**What is required**
Take the data from its first line. Print each line exactly until the line containing "into replacement assemblies" has been printed too.

**Available data**
>>>
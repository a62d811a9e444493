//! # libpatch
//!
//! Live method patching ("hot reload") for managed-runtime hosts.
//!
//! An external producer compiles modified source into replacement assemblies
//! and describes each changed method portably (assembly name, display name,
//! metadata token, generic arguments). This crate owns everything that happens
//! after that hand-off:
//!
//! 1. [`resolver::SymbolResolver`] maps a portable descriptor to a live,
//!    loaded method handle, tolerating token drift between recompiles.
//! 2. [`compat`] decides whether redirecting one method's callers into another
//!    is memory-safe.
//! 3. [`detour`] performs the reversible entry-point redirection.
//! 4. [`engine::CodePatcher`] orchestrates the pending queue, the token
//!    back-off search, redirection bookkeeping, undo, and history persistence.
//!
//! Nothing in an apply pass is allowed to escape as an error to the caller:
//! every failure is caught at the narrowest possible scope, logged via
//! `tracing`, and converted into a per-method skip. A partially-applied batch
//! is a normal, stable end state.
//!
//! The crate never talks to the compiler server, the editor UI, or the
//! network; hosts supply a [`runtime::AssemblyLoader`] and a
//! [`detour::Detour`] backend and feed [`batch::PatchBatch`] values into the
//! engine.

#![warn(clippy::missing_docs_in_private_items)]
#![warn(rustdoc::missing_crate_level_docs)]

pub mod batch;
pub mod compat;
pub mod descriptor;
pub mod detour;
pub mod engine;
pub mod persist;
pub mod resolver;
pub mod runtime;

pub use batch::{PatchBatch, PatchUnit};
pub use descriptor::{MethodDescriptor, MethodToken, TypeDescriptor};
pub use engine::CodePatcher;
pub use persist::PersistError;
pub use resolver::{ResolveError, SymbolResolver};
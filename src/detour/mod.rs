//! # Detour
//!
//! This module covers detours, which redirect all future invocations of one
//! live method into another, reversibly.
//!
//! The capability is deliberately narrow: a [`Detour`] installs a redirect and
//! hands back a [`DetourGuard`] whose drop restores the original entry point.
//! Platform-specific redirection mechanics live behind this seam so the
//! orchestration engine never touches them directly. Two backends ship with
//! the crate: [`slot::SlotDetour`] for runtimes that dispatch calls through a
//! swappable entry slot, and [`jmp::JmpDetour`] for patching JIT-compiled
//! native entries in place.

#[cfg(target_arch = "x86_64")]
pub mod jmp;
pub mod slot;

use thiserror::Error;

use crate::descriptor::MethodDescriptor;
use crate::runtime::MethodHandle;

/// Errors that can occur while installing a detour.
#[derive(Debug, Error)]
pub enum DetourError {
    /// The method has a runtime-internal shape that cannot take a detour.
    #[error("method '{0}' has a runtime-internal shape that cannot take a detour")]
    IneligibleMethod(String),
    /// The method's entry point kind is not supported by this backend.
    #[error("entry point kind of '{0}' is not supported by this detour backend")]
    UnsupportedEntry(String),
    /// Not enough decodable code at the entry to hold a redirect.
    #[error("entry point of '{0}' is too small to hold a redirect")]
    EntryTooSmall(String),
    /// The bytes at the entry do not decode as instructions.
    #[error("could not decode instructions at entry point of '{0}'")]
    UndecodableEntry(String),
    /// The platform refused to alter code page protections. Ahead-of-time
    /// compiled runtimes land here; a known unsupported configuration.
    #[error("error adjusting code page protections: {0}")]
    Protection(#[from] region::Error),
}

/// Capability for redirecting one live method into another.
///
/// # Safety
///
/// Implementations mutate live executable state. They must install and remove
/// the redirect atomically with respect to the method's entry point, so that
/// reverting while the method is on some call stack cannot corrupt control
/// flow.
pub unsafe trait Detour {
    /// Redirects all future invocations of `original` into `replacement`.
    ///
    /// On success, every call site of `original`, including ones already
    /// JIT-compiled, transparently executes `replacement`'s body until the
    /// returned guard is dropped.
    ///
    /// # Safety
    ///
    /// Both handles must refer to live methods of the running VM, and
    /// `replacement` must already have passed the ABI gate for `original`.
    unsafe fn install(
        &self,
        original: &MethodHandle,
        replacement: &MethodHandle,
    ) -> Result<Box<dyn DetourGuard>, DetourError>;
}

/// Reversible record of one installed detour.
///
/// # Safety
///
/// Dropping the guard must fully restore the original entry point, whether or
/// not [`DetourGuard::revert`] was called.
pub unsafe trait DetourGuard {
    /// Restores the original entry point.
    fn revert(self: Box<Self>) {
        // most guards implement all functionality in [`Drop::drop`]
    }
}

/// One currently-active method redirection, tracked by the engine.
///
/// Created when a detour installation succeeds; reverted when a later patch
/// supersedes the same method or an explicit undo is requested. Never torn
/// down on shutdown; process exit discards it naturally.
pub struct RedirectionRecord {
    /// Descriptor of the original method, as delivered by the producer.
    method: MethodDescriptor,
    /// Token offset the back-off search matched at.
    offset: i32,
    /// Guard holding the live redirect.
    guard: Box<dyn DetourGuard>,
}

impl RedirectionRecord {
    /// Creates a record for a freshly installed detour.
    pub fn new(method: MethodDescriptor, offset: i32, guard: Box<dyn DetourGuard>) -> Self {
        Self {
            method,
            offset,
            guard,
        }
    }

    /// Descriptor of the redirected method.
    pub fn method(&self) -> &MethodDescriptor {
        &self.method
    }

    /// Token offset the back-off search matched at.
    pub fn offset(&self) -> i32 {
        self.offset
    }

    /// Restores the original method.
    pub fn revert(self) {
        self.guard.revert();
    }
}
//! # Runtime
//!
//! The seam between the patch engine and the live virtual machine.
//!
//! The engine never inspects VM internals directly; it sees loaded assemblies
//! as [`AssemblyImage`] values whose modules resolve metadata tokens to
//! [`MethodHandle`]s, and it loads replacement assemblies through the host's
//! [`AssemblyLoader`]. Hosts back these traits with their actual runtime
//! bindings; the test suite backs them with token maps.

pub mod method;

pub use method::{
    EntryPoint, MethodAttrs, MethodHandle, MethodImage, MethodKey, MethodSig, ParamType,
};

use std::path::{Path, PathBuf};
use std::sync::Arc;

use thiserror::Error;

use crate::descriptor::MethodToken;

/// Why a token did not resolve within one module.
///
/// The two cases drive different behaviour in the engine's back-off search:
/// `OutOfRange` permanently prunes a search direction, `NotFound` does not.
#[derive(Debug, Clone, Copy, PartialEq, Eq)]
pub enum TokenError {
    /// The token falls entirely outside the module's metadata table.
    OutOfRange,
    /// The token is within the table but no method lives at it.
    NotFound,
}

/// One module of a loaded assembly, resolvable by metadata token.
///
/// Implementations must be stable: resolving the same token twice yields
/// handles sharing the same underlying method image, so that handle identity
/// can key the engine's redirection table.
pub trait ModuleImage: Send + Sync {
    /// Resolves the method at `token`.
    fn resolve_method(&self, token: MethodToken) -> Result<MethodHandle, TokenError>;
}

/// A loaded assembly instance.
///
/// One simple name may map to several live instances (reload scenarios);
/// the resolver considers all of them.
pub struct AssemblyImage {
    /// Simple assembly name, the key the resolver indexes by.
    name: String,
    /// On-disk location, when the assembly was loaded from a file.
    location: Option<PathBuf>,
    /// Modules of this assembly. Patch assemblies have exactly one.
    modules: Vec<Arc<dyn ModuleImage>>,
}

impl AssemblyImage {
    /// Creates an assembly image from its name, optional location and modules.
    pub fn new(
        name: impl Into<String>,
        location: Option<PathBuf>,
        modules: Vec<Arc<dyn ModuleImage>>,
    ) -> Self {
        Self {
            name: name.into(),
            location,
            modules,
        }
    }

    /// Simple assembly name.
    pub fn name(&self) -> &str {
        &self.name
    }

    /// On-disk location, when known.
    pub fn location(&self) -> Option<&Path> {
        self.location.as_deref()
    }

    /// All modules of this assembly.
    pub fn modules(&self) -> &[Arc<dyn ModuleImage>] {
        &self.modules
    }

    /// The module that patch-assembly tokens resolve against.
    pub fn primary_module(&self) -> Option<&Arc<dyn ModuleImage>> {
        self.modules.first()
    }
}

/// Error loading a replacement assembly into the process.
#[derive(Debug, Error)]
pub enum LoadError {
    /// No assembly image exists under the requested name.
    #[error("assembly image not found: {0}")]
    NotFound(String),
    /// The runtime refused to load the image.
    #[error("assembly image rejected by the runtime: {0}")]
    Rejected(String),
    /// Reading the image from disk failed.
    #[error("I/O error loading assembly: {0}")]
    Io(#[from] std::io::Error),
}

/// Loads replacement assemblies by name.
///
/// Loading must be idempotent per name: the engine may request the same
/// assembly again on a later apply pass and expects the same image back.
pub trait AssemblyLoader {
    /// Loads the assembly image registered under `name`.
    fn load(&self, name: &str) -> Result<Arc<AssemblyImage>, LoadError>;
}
<<<
**Answer**
repository a62d811a9e444493
//! # libpatch
//!
//! Live method patching ("hot reload") for managed-runtime hosts.
//!
//! An external producer compiles modified source into replacement assemblies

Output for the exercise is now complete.